Interactive Art and Computational Design
Spring 2016 Syllabus
Prof. Golan Levin
COURSE NUMBER, MEETING TIMES, MEETING LOCATIONS:
Course Numbers: 60-412, 62-726, 51-482, 51-882
Location: CFA-111, CFA building, CMU
Time: Tuesday/Thursday mornings, 8:30-11:30am
Course Calendar: http://bit.ly/golancoursecalendar
This is an advanced studio course in arts-engineering and new media practice (with an emphasis for Spring 2016 on mapping and information visualization using geographic data). Topics surveyed in the course will be tailored to student interests, and may include: experimental interface design, locative and mobile media, data-driven activism, image processing and computer vision-based interactions, and other topics. Through a small number of exploratory assignments and a public capstone project, students will bolster interdisciplinary problem-solving abilities and explore computation as a medium for curiosity-driven experimentation. Enrolling students are expected to have demonstrable programming skills, without exception, beyond the level of an introductory class such as 15-112. Although the course will provide technical overviews of major visualization toolkits (including D3, Processing, and openFrameworks), assignments may be executed in the student’s preferred programming environment. Graduate students should register for section 51-882 or 60-712, which meets with the undergraduate sections 60-412 and 51-482.
Upon successful completion of this course, students will:
- Have practical skills in the use of popular open-source arts engineering tools, such as Processing and OpenFrameworks, for new-media arts development
- Gain familiarity with the repertoire of artists, designers, works and activities around interactive art, information visualization, and computational design
- Understand the use of computational techniques in interactive 2D and 3D visualization
- Understand how to execute a project iteratively from prototype to final work
- Understand how to document and present creative work in person and online
REQUIRED COURSE MATERIALS
Students should have access to a personal laptop; OSX, Windows and Linux are all acceptable. However, although nearly all of the toolkits with which we work are free and cross-platform, example projects will generally only be given for OSX. An Android or iOS smartphone may also be helpful for some projects.

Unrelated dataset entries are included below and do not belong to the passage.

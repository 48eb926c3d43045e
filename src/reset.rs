//! Forces a generated row back to pending so the next run renders it again.

use log::{info, warn};

use crate::api::models::{RowId, RowStatus, StatusLabels};
use crate::api::store::RowStore;
use crate::error::Result;

/// Reset the first row whose `identifier_field` equals `identifier`.
/// Returns the row that was reset, or `None` when no row matched.
pub async fn reset_record(
    store: &dyn RowStore,
    labels: &StatusLabels,
    identifier_field: &str,
    identifier: &str,
) -> Result<Option<RowId>> {
    let rows = store.list_rows().await?;
    let Some(row) = rows
        .iter()
        .find(|row| row.record.text(identifier_field).as_deref() == Some(identifier))
    else {
        warn!("No row with {} = '{}'", identifier_field, identifier);
        return Ok(None);
    };

    store
        .update_cell(row.id, &labels.column, labels.label(&RowStatus::Pending))
        .await?;
    info!("Row {} ('{}') reset to '{}'", row.id, identifier, labels.pending);
    Ok(Some(row.id))
}
use base64::Engine;
use base64::engine::general_purpose::URL_SAFE_NO_PAD;
use log::{debug, info};
use openssl::hash::MessageDigest;
use openssl::pkey::PKey;
use openssl::sign::Signer;
use serde::Deserialize;
use serde_json::json;
use std::time::{Duration, SystemTime, UNIX_EPOCH};

use super::constants::{AUTH_SCOPES, TOKEN_URI};
use crate::error::{Error, Result};

fn default_token_uri() -> String {
    TOKEN_URI.to_string()
}

/// OAuth client plus a long-lived refresh token.
#[derive(Debug, Clone, Deserialize)]
pub struct AuthorizedUser {
    pub client_id: String,
    pub client_secret: String,
    pub refresh_token: String,
    #[serde(default = "default_token_uri")]
    pub token_uri: String,
}

/// Key file of a service account, exchanged through a signed JWT assertion.
#[derive(Clone, Deserialize)]
pub struct ServiceAccount {
    pub client_email: String,
    pub private_key: String,
    #[serde(default)]
    pub private_key_id: Option<String>,
    #[serde(default = "default_token_uri")]
    pub token_uri: String,
}

impl std::fmt::Debug for ServiceAccount {
    fn fmt(&self, f: &mut std::fmt::Formatter<'_>) -> std::fmt::Result {
        f.debug_struct("ServiceAccount")
            .field("client_email", &self.client_email)
            .field("private_key_id", &self.private_key_id)
            .field("token_uri", &self.token_uri)
            .finish_non_exhaustive()
    }
}

impl ServiceAccount {
    /// RS256-signed assertion valid for one hour from `issued_at` (seconds).
    pub fn assertion(&self, issued_at: u64) -> Result<String> {
        let mut header = json!({"alg": "RS256", "typ": "JWT"});
        if let Some(kid) = &self.private_key_id {
            header["kid"] = json!(kid);
        }
        let claims = json!({
            "iss": self.client_email,
            "scope": AUTH_SCOPES.join(" "),
            "aud": self.token_uri,
            "iat": issued_at,
            "exp": issued_at + 3600,
        });
        let signing_input = format!(
            "{}.{}",
            URL_SAFE_NO_PAD.encode(header.to_string()),
            URL_SAFE_NO_PAD.encode(claims.to_string())
        );

        let key = PKey::private_key_from_pem(self.private_key.as_bytes())
            .map_err(|e| Error::Auth(format!("service account private key is unreadable: {}", e)))?;
        let signature = Signer::new(MessageDigest::sha256(), &key)
            .and_then(|mut signer| {
                signer.update(signing_input.as_bytes())?;
                signer.sign_to_vec()
            })
            .map_err(|e| Error::Auth(format!("signing the token assertion failed: {}", e)))?;

        Ok(format!("{}.{}", signing_input, URL_SAFE_NO_PAD.encode(signature)))
    }
}

#[derive(Debug, Clone)]
pub enum Credentials {
    AuthorizedUser(AuthorizedUser),
    ServiceAccount(ServiceAccount),
    /// A bearer token issued out of band, used as is.
    AccessToken(String),
}

#[derive(Debug, Clone)]
pub struct TokenInfo {
    pub access_token: String,
    pub expires_at: SystemTime,
}

impl Credentials {
    /// Parse a credential JSON document.
    pub fn from_json(raw: &str) -> Result<Self> {
        let value: serde_json::Value = serde_json::from_str(raw)
            .map_err(|e| Error::Auth(format!("credential JSON is not valid JSON: {}", e)))?;

        match value.get("type").and_then(|t| t.as_str()) {
            Some("authorized_user") | None => serde_json::from_value(value)
                .map(Credentials::AuthorizedUser)
                .map_err(|e| Error::Auth(format!("incomplete authorized_user credential: {}", e))),
            Some("service_account") => serde_json::from_value(value)
                .map(Credentials::ServiceAccount)
                .map_err(|e| Error::Auth(format!("incomplete service_account credential: {}", e))),
            Some(other) => Err(Error::Auth(format!("unsupported credential type '{}'", other))),
        }
    }

    /// Obtain a bearer token, exchanging the refresh token or a signed
    /// assertion when needed.
    pub async fn authenticate(&self, http: &reqwest::Client) -> Result<TokenInfo> {
        match self {
            Credentials::AccessToken(token) => {
                if token.trim().is_empty() {
                    return Err(Error::Auth("access token is empty".to_string()));
                }
                Ok(TokenInfo {
                    access_token: token.clone(),
                    expires_at: SystemTime::now() + Duration::from_secs(3600),
                })
            }
            Credentials::AuthorizedUser(user) => {
                info!("Exchanging refresh token for client {}", user.client_id);

                request_token(
                    http,
                    &user.token_uri,
                    &[
                        ("grant_type", "refresh_token"),
                        ("client_id", user.client_id.as_str()),
                        ("client_secret", user.client_secret.as_str()),
                        ("refresh_token", user.refresh_token.as_str()),
                    ],
                )
                .await
            }
            Credentials::ServiceAccount(account) => {
                info!("Requesting token for service account {}", account.client_email);

                let issued_at = SystemTime::now()
                    .duration_since(UNIX_EPOCH)
                    .map_err(|e| Error::Auth(format!("system clock before epoch: {}", e)))?
                    .as_secs();
                let assertion = account.assertion(issued_at)?;
                request_token(
                    http,
                    &account.token_uri,
                    &[
                        ("grant_type", "urn:ietf:params:oauth:grant-type:jwt-bearer"),
                        ("assertion", assertion.as_str()),
                    ],
                )
                .await
            }
        }
    }
}

async fn request_token(http: &reqwest::Client, token_uri: &str, form: &[(&str, &str)]) -> Result<TokenInfo> {
    let response = http
        .post(token_uri)
        .form(form)
        .send()
        .await
        .map_err(|e| Error::Auth(format!("token request failed: {}", e)))?;

    debug!("Token request status: {}", response.status());

    if !response.status().is_success() {
        let status = response.status();
        let error_text = response.text().await.unwrap_or_default();
        return Err(Error::Auth(format!("token endpoint returned {}: {}", status, error_text)));
    }

    let token_data: serde_json::Value = response
        .json()
        .await
        .map_err(|e| Error::Auth(format!("unreadable token response: {}", e)))?;
    parse_token_response(&token_data)
}

fn parse_token_response(token_data: &serde_json::Value) -> Result<TokenInfo> {
    let access_token = token_data
        .get("access_token")
        .and_then(|t| t.as_str())
        .ok_or_else(|| Error::Auth("no access token in response".to_string()))?;

    // Default to one hour if not provided
    let expires_in = token_data
        .get("expires_in")
        .and_then(|e| e.as_u64())
        .unwrap_or(3600);

    Ok(TokenInfo {
        access_token: access_token.to_string(),
        expires_at: SystemTime::now() + Duration::from_secs(expires_in),
    })
}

Enrolling students are expected to have demonstrable programming skills, without exception, beyond the level of an introductory class such as 15-112. Although the course will provide technical overviews of major arts-engineering toolkits, assignments may be executed (except where indicated) in the student’s preferred programming environment. Graduate students should register for section 51-882, which meets with the undergraduate sections 60-412, 51-482, and 62-726.
Spring 2016: 12 Units
There are four main assignments: three small projects due at (approximately) 14-21 day intervals, and a Capstone project with a proposal, check-in, and public exhibition phase. Additionally, students must make weekly “Looking Outwards” research reports based on Internet research. More details are on the Assignments page.